Closer Ties Simplify ProcessesCloser Ties Simplify Processes
Tighter hooks to business apps should help users of Documentum's content-management system improve workflows
York International Corp., a $4.1 billion-a-year maker of heating, ventilation, and air-conditioning equipment, until recently didn't have a way for two manufacturing plants to refer to the same part in the same way. The lack of a common frame of reference at the company, which has 29 plants in 13 countries, made it difficult to automate business processes across manufacturing, inventory, and sales. "There was a lack of consistency across countries and throughout this organization on how business processes could be achieved," says Timothy Fives, manager of global content solutions at York.
York was inconsistent about business processes, Fives says. |
With new content-management software from Documentum, a unit of EMC Corp., York created a database of its more than 2,000 parts that contains all the essential information on a data sheet, plus links to related documents.
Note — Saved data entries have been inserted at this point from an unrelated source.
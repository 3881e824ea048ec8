use std::ops::{Deref, DerefMut};

use rand::Rng;
use serde::{Deserialize, Serialize};

use crate::error::Result;
use crate::model::mongodb::{Coll, Id};

/// Core admin user data.
#[derive(Debug, PartialEq, Eq, Serialize, Deserialize)]
pub struct AdminCore {
    pub username: String,
    pub password_hash: String,
}

impl AdminCore {
    /// Create an admin, hashing the given password with a fresh salt.
    pub fn new(username: impl Into<String>, password: &str) -> Result<Self> {
        let mut salt = [0u8; 16];
        rand::thread_rng().fill(&mut salt);
        let password_hash =
            argon2::hash_encoded(password.as_bytes(), &salt, &argon2::Config::default())?;
        Ok(Self {
            username: username.into(),
            password_hash,
        })
    }

    /// Check whether the given password is correct.
    /// A malformed stored hash counts as a failed check.
    pub fn verify_password<T: AsRef<[u8]>>(&self, password: T) -> bool {
        argon2::verify_encoded(&self.password_hash, password.as_ref()).unwrap_or(false)
    }
}

/// An admin without an ID.
pub type NewAdmin = AdminCore;

/// An admin user from the database, with its unique ID.
#[derive(Debug, Serialize, Deserialize)]
pub struct Admin {
    #[serde(rename = "_id")]
    pub id: Id,
    #[serde(flatten)]
    pub admin: AdminCore,
}

impl Deref for Admin {
    type Target = AdminCore;

    fn deref(&self) -> &Self::Target {
        &self.admin
    }
}

impl DerefMut for Admin {
    fn deref_mut(&mut self) -> &mut Self::Target {
        &mut self.admin
    }
}

/// Create the initial admin account from config if no admin exists yet.
pub async fn ensure_admin_exists(
    admins: &Coll<NewAdmin>,
    username: &str,
    password: &str,
) -> Result<()> {
    let count = admins.count_documents(None, None).await?;
    if count == 0 {
        let admin = AdminCore::new(username, password)?;
        admins.insert_one(&admin, None).await?;
        info!("Created initial admin account '{username}'");
    }
    Ok(())
}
It's updated as information flows in from Singapore, China, Denmark, and U.S. offices in Oklahoma and Pennsylvania. The system leaves a virtual paper trail of who created information and who modified it, and can associate documents, pictures, and diagrams with processes plotted in York's SAP enterprise-resource-planning software.
Documentum's new products are its attempt to stay a step ahead of competitors. The company, which EMC acquired last year, sells to companies such as Bayer Group, Ford, and McDonald's. Earlier this month, it released software that lets companies model workflow requirements and ties its document-organizing software more closely to applications from SAP and other business-software manufacturers. Also earlier this month, Documentum added to the basic business-process automation in its content-management platform with Business Process Services, an integration suite. The software will link Documentum's content-management system to ERP apps.
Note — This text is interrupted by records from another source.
use rocket::Route;

mod admin;
mod auth;
mod candidates;
mod results;
mod voting;

pub fn routes() -> Vec<Route> {
    let mut routes = Vec::new();
    routes.extend(admin::routes());
    routes.extend(auth::routes());
    routes.extend(candidates::routes());
    routes.extend(results::routes());
    routes.extend(voting::routes());
    routes
}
Meanwhile, Microsoft's Office 2003, released last fall, contains a new app called InfoPath that lets users pull information out of Office documents into forms using XML. Office 2003's capabilities are creeping up on what document-management companies can do in terms of tracking versions of documents and their content, says Jim Murphy, an analyst at AMR Research. Adobe Systems Inc. also is working with SAP and others to build markets for server-side software that can route PDF forms around and between companies.
"The content-management vendors figured they should own this space," Murphy says. Now Microsoft is encroaching on the market. InfoPath can track versions of XML forms, supply digital signatures, and impose security restrictions, such as who has authorization to see or print the document. Documentum's recent emphasis on business-process modeling and management is its effort to stay ahead of Microsoft's growing functionality, Murphy says.
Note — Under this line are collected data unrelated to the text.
use std::collections::HashMap;

use chrono::{DateTime, Duration, Utc};
use serde::{Deserialize, Serialize};

use crate::model::db::{Candidate, Group, VoteEvent};
use crate::model::mongodb::Id;

use super::results::sort_by_votes;

/// How far back a vote still counts as "recent" activity.
pub const RECENT_WINDOW_MINUTES: i64 = 5;

pub fn recent_window() -> Duration {
    Duration::minutes(RECENT_WINDOW_MINUTES)
}

/// Tally recent vote events per candidate.
pub fn recent_counts(events: &[VoteEvent]) -> HashMap<Id, u64> {
    let mut counts = HashMap::new();
    for event in events {
        *counts.entry(event.candidate_id).or_insert(0) += 1;
    }
    counts
}

/// Votes per minute over the recent window, rounded to one decimal.
pub fn voting_rate(recent_events: usize) -> f64 {
    let rate = recent_events as f64 / RECENT_WINDOW_MINUTES as f64;
    (rate * 10.0).round() / 10.0
}

/// One candidate's live standing.
#[derive(Debug, Clone, Serialize, Deserialize)]
#[serde(rename_all = "camelCase")]
pub struct LiveCandidate {
    pub id: String,
    pub name: String,
    pub position: String,
    #[serde(skip_serializing_if = "Option::is_none")]
    pub description: Option<String>,
    pub vote_count: u64,
    /// Share of the group total, 0 when nobody in the group has any votes.
    pub vote_percentage: f64,
    /// Committed votes for this candidate within the recent window.
    pub recent_votes: u64,
}

/// One contested office with live standings.
#[derive(Debug, Serialize, Deserialize)]
#[serde(rename_all = "camelCase")]
pub struct LiveGroup {
    pub group: String,
    pub description: String,
    pub candidates: Vec<LiveCandidate>,
    pub total_votes: u64,
    /// Current leader. Absent while every tally in the group is zero; on a
    /// tie the candidate with the lowest ID leads.
    #[serde(skip_serializing_if = "Option::is_none")]
    pub winner: Option<LiveCandidate>,
}

impl LiveGroup {
    fn build(group: Group, candidates: &[Candidate], recent: &HashMap<Id, u64>) -> Self {
        let members: Vec<&Candidate> = candidates
            .iter()
            .filter(|candidate| candidate.group == group.name)
            .collect();
        let total_votes: u64 = members.iter().map(|candidate| candidate.vote_count).sum();

        // `candidates` is pre-sorted, so members are already in standing order.
        let standings: Vec<LiveCandidate> = members
            .iter()
            .map(|candidate| LiveCandidate {
                id: candidate.id.to_string(),
                name: candidate.name.clone(),
                position: candidate.position.clone(),
                description: candidate.description.clone(),
                vote_count: candidate.vote_count,
                vote_percentage: if total_votes > 0 {
                    candidate.vote_count as f64 / total_votes as f64 * 100.0
                } else {
                    0.0
                },
                recent_votes: recent.get(&candidate.id).copied().unwrap_or(0),
            })
            .collect();

        let winner = standings
            .first()
            .filter(|leader| leader.vote_count > 0)
            .cloned();

        Self {
            group: group.group.name,
            description: group.group.description,
            candidates: standings,
            total_votes,
            winner,
        }
    }
}

/// Election-wide live statistics, all derived from real data: voter flags
/// for turnout and vote event timestamps for activity.
#[derive(Debug, Serialize, Deserialize)]
#[serde(rename_all = "camelCase")]
pub struct LiveStats {
    pub total_votes: u64,
    pub total_voters: u64,
    pub active_categories: u64,
    #[serde(skip_serializing_if = "Option::is_none")]
    pub last_vote_time: Option<DateTime<Utc>>,
    pub voting_rate: f64,
}

/// A full live snapshot, served by `/live` and pushed on `/live/stream`.
#[derive(Debug, Serialize, Deserialize)]
#[serde(rename_all = "camelCase")]
pub struct LiveResponse {
    pub groups: Vec<LiveGroup>,
    pub stats: LiveStats,
    pub timestamp: DateTime<Utc>,
}

impl LiveResponse {
    /// Project stored state into the live view.
    ///
    /// `groups` must already be filtered to active groups and
    /// `recent_events` to the recent window.
    pub fn build(
        groups: Vec<Group>,
        mut candidates: Vec<Candidate>,
        total_voters: u64,
        recent_events: &[VoteEvent],
        last_vote_time: Option<DateTime<Utc>>,
    ) -> Self {
        sort_by_votes(&mut candidates);
        let total_votes = candidates.iter().map(|candidate| candidate.vote_count).sum();
        let recent = recent_counts(recent_events);
        let active_categories = groups.len() as u64;

        let live_groups = groups
            .into_iter()
            .map(|group| LiveGroup::build(group, &candidates, &recent))
            .collect();

        Self {
            groups: live_groups,
            stats: LiveStats {
                total_votes,
                total_voters,
                active_categories,
                last_vote_time,
                voting_rate: voting_rate(recent_events.len()),
            },
            timestamp: Utc::now(),
        }
    }
}

#[cfg(test)]
mod tests {
    use super::*;

    use crate::model::api::results::tests::{candidate, group};

    #[test]
    fn percentages_are_relative_to_the_group() {
        let groups = vec![group("President")];
        let candidates = vec![
            candidate("000000000000000000000001", "A", "President", 3),
            candidate("000000000000000000000002", "B", "President", 1),
        ];
        let response = LiveResponse::build(groups, candidates, 4, &[], None);

        let president = &response.groups[0];
        assert_eq!(president.total_votes, 4);
        assert!((president.candidates[0].vote_percentage - 75.0).abs() < f64::EPSILON);
        assert!((president.candidates[1].vote_percentage - 25.0).abs() < f64::EPSILON);
    }

    #[test]
    fn zero_vote_group_has_no_winner_and_zero_percentages() {
        let groups = vec![group("Secretary")];
        let candidates = vec![
            candidate("000000000000000000000001", "A", "Secretary", 0),
            candidate("000000000000000000000002", "B", "Secretary", 0),
        ];
        let response = LiveResponse::build(groups, candidates, 0, &[], None);

        let secretary = &response.groups[0];
        assert!(secretary.winner.is_none());
        assert!(secretary
            .candidates
            .iter()
            .all(|candidate| candidate.vote_percentage == 0.0));
    }

    #[test]
    fn winner_is_the_leader_with_lowest_id_on_tie() {
        let groups = vec![group("President")];
        let candidates = vec![
            candidate("000000000000000000000002", "B", "President", 5),
            candidate("000000000000000000000001", "A", "President", 5),
        ];
        let response = LiveResponse::build(groups, candidates, 10, &[], None);

        let winner = response.groups[0].winner.as_ref().unwrap();
        assert_eq!(winner.name, "A");
    }

    #[test]
    fn recent_votes_come_from_events() {
        let leader_id: Id = "000000000000000000000001".parse().unwrap();
        let groups = vec![group("President")];
        let candidates = vec![
            candidate("000000000000000000000001", "A", "President", 3),
            candidate("000000000000000000000002", "B", "President", 0),
        ];
        let now = Utc::now();
        let events = vec![
            VoteEvent::example_at(leader_id, now - Duration::seconds(30)),
            VoteEvent::example_at(leader_id, now - Duration::seconds(90)),
        ];
        let response = LiveResponse::build(groups, candidates, 3, &events, Some(now));

        let president = &response.groups[0];
        assert_eq!(president.candidates[0].recent_votes, 2);
        assert_eq!(president.candidates[1].recent_votes, 0);
        assert_eq!(response.stats.voting_rate, 0.4);
        assert_eq!(response.stats.last_vote_time, Some(now));
    }

    #[test]
    fn voting_rate_rounds_to_one_decimal() {
        assert_eq!(voting_rate(0), 0.0);
        assert_eq!(voting_rate(1), 0.2);
        assert_eq!(voting_rate(7), 1.4);
        assert_eq!(voting_rate(8), 1.6);
    }
}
At York, Fives' team is still building its central parts database and hasn't installed Documentum's business-process-modeling tools yet. But once it does, content such as pictures and diagrams can be associated with a new manufacturing process or other business processes built around SAP manufacturing applications. "The rich content can then be exposed to users of SAP applications," he says.
Fives' ultimate goal: "We can combine parts data and documents with SAP applications and better streamline business processes."